### Records to process ###

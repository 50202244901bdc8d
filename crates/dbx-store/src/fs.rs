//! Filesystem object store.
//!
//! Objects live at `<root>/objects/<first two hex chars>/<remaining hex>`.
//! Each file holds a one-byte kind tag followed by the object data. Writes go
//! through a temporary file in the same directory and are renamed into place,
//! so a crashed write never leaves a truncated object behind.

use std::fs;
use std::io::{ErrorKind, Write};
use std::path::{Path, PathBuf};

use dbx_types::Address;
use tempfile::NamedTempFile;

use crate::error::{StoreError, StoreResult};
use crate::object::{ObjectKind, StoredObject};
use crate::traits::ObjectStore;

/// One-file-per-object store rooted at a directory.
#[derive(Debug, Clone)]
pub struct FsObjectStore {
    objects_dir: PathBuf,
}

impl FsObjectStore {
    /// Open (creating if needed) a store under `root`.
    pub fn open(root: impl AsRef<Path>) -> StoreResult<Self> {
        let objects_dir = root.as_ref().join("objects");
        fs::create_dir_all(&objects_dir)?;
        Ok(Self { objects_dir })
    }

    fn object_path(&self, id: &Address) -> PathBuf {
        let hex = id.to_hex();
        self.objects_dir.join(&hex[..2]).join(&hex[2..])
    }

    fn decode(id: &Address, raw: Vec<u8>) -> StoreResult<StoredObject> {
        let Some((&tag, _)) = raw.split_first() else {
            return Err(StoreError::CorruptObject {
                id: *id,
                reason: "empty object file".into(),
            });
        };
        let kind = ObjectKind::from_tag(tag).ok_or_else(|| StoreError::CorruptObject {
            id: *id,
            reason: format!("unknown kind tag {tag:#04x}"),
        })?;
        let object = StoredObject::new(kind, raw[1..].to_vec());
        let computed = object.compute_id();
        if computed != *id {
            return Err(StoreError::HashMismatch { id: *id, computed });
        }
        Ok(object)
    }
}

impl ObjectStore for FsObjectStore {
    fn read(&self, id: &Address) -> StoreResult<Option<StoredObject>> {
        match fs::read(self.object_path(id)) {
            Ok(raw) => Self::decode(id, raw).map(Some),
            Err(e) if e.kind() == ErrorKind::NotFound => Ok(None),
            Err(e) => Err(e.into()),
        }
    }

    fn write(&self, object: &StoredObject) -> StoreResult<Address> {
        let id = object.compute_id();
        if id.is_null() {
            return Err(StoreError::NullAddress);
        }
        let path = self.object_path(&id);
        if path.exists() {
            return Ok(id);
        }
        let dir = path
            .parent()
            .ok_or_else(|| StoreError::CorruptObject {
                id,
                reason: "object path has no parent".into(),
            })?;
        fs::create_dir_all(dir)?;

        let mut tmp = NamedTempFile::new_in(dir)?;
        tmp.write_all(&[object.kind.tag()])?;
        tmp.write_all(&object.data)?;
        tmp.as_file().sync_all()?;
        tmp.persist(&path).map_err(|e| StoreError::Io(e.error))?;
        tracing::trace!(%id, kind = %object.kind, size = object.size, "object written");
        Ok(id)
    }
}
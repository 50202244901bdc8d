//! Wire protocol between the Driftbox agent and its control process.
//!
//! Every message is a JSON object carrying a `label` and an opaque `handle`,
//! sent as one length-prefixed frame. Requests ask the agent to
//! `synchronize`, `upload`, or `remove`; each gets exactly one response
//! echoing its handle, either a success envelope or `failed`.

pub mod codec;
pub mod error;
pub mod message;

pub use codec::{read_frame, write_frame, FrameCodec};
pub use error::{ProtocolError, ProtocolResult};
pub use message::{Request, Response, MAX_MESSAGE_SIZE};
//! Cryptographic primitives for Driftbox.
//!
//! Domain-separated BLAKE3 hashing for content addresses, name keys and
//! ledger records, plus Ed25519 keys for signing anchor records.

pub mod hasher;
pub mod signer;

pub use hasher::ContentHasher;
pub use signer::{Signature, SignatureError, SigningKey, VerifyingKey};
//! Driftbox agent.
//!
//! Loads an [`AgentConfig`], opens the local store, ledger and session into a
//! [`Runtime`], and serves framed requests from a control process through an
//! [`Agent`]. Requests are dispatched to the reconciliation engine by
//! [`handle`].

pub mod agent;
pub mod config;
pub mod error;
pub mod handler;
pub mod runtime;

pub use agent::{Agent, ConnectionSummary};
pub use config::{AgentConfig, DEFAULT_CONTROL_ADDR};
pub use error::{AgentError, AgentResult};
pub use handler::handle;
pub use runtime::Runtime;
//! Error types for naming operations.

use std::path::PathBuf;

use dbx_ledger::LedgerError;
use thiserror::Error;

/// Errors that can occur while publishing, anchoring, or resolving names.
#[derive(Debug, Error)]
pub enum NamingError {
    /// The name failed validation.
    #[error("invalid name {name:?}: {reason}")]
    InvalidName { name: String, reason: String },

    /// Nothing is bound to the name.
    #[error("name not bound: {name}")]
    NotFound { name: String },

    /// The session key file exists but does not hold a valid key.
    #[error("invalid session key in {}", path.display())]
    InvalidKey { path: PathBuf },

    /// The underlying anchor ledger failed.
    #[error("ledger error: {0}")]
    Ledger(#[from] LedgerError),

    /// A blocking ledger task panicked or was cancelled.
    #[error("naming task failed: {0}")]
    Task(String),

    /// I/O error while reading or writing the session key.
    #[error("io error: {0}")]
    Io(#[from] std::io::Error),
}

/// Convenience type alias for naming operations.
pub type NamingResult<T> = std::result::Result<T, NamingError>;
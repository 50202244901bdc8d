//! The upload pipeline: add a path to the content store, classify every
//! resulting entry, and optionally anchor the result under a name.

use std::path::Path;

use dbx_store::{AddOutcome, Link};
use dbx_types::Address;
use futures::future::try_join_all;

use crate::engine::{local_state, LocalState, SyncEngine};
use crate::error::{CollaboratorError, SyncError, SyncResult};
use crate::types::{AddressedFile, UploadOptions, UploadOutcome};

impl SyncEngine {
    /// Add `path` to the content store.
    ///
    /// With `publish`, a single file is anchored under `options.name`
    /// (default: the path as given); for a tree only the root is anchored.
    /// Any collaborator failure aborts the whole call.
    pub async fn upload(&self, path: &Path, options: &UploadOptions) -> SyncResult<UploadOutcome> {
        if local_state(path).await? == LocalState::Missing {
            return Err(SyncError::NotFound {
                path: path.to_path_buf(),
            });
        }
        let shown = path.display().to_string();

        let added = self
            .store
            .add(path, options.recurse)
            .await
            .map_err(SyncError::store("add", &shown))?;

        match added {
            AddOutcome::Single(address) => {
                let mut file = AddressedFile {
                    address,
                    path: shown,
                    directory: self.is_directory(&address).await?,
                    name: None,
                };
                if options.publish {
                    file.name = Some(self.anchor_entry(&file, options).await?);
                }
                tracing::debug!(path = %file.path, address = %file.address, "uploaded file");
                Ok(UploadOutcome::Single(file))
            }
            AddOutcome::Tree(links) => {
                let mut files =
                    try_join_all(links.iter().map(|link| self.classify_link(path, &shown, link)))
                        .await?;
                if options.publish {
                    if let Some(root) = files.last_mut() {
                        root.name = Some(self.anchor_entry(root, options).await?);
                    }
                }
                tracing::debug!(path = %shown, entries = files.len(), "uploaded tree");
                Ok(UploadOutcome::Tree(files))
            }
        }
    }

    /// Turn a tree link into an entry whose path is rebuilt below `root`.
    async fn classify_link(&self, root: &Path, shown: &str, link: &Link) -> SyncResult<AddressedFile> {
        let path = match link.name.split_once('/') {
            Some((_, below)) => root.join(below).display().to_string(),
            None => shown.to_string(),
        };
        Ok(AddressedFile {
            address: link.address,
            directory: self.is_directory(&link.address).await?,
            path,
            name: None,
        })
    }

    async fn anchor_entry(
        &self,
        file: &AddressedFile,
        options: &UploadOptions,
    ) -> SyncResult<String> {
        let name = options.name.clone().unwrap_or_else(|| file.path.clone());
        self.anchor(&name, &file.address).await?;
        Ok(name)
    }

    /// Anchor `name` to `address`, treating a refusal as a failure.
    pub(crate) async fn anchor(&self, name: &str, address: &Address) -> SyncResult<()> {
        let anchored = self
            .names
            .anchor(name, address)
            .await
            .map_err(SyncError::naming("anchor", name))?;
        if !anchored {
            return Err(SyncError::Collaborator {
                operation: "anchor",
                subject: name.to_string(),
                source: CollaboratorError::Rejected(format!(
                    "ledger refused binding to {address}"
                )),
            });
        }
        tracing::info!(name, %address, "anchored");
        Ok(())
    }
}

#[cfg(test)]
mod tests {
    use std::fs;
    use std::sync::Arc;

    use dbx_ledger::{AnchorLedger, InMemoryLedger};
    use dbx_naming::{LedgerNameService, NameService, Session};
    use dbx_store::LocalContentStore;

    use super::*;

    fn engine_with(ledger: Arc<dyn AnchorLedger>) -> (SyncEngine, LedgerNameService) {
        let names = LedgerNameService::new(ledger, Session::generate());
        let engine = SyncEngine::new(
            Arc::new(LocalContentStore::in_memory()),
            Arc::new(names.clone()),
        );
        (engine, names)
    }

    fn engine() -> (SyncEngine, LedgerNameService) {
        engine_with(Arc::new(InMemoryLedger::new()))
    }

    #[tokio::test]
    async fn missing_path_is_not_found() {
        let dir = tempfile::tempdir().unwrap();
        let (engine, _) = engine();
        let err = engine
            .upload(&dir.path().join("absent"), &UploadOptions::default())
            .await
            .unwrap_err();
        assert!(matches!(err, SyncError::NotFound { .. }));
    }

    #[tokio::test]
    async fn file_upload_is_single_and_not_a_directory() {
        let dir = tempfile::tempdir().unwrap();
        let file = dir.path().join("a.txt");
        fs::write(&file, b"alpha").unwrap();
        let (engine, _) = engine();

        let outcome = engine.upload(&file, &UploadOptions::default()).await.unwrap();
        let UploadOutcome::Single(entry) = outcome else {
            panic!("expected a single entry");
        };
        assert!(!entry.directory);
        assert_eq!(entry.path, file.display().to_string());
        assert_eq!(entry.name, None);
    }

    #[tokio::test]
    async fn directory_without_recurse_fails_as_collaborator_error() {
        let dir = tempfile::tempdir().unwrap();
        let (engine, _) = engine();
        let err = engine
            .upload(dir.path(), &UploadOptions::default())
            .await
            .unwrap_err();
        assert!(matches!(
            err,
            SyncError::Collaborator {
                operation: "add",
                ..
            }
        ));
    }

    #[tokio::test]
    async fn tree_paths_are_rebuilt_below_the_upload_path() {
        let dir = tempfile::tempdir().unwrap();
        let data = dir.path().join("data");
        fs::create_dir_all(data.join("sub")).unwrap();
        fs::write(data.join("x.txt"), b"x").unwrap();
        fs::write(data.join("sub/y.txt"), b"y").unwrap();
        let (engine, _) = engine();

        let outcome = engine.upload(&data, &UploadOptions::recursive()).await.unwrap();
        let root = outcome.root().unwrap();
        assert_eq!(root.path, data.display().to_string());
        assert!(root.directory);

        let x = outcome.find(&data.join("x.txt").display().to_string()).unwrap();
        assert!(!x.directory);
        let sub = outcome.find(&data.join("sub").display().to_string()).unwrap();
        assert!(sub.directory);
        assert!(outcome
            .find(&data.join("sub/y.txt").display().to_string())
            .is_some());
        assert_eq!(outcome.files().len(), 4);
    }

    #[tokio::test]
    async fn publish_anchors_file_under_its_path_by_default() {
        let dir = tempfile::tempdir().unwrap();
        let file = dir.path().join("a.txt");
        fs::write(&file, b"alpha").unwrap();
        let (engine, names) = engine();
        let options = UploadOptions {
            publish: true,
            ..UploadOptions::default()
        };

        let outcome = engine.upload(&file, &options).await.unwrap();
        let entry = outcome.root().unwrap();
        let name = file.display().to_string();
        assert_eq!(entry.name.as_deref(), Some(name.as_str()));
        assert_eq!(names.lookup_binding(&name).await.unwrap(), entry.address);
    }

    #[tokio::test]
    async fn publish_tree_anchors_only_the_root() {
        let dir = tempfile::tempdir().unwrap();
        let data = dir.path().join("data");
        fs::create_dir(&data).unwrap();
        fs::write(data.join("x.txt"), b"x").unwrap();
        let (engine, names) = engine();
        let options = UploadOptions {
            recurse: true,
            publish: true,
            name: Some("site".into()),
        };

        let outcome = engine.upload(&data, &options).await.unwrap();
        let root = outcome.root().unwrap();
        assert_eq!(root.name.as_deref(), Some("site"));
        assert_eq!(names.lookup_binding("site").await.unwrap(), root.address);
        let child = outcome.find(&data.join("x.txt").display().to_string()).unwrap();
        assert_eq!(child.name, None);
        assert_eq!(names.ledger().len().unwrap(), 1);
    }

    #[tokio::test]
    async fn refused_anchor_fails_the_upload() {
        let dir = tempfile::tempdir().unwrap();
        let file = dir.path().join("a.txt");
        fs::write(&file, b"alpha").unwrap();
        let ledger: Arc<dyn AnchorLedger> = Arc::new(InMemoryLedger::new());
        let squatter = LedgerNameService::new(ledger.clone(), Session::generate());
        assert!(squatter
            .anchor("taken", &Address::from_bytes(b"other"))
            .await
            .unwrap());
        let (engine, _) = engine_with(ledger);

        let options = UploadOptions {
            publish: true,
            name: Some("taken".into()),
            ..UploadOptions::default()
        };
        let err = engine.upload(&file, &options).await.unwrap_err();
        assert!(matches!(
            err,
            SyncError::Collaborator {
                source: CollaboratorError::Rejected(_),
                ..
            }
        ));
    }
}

###
### Records to process ###

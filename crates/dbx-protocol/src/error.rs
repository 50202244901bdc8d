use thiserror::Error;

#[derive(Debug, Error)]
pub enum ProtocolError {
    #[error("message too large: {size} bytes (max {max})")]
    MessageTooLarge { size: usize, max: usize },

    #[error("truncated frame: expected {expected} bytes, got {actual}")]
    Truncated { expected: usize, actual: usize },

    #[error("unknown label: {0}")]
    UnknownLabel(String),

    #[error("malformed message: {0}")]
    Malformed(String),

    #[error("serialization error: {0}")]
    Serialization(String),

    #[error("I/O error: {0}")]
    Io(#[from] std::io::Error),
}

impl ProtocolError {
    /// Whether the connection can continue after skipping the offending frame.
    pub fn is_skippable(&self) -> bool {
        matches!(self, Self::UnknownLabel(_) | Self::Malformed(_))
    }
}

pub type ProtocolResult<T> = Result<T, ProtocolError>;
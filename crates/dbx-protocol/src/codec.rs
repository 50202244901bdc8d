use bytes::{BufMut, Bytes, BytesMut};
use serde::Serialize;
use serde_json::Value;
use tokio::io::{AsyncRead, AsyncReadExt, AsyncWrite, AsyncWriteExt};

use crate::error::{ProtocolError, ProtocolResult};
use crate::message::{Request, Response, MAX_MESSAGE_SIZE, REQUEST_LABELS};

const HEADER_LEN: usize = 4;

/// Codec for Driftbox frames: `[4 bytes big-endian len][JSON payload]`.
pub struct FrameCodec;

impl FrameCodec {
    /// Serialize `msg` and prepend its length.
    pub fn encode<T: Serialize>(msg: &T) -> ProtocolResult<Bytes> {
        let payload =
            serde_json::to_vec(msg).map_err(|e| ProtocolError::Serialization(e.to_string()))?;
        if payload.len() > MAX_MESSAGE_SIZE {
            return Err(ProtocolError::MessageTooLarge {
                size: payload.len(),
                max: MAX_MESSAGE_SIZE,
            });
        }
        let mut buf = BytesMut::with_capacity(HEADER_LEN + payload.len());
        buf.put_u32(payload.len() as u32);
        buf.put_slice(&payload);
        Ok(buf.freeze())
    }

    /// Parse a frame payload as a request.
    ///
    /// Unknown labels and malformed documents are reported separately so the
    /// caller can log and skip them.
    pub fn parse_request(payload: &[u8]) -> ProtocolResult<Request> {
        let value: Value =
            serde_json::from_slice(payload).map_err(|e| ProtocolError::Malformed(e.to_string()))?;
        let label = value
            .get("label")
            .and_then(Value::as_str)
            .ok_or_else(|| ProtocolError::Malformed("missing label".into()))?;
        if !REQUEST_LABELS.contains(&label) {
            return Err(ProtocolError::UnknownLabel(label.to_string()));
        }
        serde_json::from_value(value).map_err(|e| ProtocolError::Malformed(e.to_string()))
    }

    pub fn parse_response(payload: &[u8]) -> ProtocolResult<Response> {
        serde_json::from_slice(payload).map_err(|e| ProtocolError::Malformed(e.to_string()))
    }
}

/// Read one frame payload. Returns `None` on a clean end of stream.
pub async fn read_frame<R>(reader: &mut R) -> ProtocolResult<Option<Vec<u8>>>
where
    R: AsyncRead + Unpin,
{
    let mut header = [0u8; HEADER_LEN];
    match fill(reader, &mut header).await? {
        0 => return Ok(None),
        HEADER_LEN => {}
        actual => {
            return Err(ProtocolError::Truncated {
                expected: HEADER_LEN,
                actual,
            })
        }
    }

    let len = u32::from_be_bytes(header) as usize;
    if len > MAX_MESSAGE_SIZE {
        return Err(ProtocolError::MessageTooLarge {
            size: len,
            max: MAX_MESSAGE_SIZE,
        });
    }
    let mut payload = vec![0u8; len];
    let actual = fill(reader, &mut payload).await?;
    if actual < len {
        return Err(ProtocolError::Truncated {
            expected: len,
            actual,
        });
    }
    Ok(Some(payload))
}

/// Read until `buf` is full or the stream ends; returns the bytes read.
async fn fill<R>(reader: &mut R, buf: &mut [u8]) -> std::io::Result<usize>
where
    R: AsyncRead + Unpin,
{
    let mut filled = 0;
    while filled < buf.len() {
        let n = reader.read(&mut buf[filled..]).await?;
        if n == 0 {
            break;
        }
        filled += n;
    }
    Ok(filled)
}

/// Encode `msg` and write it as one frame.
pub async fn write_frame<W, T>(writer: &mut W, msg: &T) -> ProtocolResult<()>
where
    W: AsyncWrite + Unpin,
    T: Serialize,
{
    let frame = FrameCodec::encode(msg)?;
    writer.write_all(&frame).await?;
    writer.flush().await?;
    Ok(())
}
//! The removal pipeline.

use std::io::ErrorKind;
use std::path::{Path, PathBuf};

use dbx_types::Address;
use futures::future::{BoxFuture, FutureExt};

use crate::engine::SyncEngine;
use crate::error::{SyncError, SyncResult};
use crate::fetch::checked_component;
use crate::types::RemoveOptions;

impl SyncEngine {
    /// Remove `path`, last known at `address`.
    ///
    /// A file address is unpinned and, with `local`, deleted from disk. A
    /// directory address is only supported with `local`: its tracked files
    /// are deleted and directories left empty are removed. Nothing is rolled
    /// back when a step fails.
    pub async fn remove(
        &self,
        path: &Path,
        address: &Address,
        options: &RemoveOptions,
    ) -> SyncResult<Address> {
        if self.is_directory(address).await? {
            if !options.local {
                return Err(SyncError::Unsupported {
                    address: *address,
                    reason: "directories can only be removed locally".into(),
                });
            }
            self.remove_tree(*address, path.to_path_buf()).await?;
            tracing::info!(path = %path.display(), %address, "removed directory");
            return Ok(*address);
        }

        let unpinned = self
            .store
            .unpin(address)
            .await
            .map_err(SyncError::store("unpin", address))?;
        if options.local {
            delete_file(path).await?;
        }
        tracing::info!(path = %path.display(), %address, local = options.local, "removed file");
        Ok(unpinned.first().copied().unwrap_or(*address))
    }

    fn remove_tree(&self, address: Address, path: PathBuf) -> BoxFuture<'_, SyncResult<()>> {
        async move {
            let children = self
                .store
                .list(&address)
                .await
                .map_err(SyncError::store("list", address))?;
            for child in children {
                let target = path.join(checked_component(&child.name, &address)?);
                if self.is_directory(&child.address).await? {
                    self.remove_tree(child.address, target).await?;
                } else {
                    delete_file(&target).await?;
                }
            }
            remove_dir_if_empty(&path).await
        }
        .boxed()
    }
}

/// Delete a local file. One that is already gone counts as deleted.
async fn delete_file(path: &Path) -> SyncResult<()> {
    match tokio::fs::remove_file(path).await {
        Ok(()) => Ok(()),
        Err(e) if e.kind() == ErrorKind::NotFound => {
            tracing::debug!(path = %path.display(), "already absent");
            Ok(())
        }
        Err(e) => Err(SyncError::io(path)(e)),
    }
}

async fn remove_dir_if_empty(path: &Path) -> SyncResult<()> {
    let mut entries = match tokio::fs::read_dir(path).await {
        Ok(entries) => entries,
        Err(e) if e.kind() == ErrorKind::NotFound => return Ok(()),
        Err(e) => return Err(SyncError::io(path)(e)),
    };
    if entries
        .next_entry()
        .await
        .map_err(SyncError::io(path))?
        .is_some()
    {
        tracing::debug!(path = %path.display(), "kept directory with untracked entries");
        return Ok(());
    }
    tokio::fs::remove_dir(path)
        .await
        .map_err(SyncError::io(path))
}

###
### Records to process ###

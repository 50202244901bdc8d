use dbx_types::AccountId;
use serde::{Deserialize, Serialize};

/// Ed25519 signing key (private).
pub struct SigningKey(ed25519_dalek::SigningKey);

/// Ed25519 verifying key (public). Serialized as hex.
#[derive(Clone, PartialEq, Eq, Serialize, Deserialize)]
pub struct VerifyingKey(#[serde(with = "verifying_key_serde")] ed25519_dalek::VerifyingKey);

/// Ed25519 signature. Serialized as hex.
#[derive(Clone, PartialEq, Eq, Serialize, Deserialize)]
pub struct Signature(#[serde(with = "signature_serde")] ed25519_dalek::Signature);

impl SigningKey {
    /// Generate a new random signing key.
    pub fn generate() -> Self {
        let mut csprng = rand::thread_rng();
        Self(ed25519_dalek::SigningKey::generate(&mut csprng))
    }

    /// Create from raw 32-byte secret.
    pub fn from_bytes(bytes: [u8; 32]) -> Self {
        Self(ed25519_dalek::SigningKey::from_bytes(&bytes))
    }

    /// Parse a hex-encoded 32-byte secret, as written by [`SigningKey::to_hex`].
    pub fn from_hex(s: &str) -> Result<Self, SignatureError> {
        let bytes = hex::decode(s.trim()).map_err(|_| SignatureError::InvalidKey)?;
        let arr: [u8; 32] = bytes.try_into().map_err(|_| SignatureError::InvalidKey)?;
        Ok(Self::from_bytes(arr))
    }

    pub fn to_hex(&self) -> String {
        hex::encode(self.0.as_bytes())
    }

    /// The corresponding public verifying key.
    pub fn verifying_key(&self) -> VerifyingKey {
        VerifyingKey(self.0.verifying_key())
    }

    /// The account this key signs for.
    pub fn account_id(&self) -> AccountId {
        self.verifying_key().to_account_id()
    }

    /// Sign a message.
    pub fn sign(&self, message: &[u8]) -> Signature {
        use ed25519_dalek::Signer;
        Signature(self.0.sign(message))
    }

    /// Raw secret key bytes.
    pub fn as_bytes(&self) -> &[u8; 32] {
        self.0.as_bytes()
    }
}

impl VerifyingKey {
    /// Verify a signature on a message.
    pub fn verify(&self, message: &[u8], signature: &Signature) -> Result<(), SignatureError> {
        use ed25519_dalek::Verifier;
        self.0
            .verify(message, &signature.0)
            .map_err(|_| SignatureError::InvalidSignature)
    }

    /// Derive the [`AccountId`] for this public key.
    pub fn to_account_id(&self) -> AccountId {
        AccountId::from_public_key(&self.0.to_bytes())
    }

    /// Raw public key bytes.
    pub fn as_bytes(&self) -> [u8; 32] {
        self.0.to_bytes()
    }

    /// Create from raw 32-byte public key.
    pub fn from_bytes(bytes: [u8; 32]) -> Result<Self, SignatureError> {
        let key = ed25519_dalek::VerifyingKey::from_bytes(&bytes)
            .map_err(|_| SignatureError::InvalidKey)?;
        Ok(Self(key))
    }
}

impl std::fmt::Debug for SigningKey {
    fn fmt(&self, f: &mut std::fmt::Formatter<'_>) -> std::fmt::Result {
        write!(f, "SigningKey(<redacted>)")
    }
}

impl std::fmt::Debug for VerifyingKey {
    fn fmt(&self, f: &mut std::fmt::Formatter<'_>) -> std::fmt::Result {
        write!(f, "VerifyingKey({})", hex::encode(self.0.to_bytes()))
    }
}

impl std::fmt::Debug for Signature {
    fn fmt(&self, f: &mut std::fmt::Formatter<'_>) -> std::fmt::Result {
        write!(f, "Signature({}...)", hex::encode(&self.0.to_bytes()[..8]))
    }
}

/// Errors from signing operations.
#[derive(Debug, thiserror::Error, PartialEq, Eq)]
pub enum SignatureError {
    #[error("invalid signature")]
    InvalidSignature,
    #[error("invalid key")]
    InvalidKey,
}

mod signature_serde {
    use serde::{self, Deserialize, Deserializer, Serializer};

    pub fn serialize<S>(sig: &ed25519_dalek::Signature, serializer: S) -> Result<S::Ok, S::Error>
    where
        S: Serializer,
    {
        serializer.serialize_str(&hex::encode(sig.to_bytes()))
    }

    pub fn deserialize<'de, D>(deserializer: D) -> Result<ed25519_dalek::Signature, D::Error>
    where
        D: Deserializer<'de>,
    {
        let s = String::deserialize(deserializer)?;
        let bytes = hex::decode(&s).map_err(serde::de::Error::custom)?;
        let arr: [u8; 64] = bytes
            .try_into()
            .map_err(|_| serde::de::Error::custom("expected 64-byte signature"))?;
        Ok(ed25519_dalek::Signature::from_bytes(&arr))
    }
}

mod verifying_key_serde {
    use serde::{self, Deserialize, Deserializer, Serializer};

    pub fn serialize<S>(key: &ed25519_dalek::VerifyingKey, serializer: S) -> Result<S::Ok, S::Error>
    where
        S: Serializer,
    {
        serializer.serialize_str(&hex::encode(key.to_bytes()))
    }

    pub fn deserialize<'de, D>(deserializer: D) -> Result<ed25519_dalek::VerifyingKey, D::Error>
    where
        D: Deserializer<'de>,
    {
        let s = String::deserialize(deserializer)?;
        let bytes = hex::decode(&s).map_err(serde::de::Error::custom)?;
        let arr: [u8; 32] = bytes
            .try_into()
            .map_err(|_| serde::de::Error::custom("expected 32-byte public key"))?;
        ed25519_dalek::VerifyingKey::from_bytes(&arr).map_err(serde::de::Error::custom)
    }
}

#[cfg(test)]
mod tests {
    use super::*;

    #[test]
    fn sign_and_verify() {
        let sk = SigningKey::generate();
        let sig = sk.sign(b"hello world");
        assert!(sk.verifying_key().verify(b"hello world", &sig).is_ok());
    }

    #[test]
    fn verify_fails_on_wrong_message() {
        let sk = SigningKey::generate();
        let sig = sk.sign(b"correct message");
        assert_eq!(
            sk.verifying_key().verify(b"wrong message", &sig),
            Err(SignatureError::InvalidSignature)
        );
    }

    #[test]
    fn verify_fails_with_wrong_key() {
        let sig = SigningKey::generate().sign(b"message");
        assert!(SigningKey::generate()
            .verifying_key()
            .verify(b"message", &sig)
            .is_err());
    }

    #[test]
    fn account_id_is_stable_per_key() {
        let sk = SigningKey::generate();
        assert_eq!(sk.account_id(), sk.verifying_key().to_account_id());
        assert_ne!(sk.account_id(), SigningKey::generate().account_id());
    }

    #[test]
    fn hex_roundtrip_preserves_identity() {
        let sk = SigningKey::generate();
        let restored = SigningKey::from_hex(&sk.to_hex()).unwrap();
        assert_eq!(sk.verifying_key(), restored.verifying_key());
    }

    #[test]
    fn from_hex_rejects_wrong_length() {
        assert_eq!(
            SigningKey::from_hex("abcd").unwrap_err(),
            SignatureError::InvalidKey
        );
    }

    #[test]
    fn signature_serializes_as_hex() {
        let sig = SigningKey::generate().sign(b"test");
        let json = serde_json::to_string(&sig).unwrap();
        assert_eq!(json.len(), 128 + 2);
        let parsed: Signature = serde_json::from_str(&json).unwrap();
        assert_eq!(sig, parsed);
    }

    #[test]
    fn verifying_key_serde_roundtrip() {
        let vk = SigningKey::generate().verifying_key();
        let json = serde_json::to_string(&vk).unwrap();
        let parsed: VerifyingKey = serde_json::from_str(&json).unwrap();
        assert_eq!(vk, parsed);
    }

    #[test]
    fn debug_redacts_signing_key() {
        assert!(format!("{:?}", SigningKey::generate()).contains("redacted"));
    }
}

###

| Activity |
I need every line of the data that has the word "anchored"; please list them.

| Worked solution |
    /// With `publish`, a single file is anchored under `options.name`
    /// (default: the path as given); for a tree only the root is anchored.
        let anchored = self
        if !anchored {
        tracing::info!(name, %address, "anchored");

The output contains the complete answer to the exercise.